::: Input data

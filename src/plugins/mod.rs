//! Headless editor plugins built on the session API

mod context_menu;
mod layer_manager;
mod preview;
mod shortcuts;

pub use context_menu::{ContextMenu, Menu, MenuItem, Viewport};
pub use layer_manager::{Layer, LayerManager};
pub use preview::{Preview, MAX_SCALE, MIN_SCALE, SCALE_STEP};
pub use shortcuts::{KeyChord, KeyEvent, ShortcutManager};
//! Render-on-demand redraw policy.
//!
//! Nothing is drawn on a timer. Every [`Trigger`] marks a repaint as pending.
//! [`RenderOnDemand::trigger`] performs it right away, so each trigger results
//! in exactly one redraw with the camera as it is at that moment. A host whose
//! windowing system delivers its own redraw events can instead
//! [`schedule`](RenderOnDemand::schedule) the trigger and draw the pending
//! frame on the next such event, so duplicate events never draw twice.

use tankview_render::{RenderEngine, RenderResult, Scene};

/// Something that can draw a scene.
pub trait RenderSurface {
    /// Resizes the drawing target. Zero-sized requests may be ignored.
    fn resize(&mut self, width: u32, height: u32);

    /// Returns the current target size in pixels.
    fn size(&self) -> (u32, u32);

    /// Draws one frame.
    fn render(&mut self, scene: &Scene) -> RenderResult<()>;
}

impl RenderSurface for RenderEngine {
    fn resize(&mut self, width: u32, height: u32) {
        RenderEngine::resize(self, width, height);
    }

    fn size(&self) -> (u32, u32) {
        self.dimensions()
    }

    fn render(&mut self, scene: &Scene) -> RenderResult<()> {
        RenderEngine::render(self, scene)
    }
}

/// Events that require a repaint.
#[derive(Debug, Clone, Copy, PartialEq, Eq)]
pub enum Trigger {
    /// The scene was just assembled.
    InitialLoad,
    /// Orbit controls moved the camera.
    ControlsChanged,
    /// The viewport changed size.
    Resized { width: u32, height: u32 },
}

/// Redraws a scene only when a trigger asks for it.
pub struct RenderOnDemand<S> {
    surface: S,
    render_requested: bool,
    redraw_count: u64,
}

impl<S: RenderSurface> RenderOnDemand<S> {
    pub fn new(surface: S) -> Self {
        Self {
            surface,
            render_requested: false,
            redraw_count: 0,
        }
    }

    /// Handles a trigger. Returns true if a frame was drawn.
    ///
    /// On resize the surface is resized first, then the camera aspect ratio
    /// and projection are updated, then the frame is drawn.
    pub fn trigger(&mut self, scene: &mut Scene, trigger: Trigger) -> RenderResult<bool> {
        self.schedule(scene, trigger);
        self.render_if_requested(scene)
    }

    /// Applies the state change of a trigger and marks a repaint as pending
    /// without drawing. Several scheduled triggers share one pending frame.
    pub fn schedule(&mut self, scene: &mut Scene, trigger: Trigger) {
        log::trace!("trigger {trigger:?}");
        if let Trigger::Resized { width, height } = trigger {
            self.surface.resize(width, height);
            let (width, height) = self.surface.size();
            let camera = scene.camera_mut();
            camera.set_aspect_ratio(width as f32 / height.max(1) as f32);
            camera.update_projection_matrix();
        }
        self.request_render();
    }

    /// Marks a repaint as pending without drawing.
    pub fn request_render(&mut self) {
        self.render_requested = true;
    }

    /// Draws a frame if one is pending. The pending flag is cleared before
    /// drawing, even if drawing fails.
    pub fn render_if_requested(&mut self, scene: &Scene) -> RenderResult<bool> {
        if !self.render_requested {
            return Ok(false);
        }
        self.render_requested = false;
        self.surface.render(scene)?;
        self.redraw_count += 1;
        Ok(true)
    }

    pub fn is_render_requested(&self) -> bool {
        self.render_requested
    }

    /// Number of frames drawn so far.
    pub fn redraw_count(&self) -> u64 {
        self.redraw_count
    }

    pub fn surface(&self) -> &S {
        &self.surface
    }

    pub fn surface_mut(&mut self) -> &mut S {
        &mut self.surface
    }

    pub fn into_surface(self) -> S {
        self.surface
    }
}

::::::

Required work
From the records above, return each line that includes "width".

Reply to the exercise
    fn resize(&mut self, width: u32, height: u32);
    fn resize(&mut self, width: u32, height: u32) {
        RenderEngine::resize(self, width, height);
    Resized { width: u32, height: u32 },
        if let Trigger::Resized { width, height } = trigger {
            self.surface.resize(width, height);
            let (width, height) = self.surface.size();
            camera.set_aspect_ratio(width as f32 / height.max(1) as f32);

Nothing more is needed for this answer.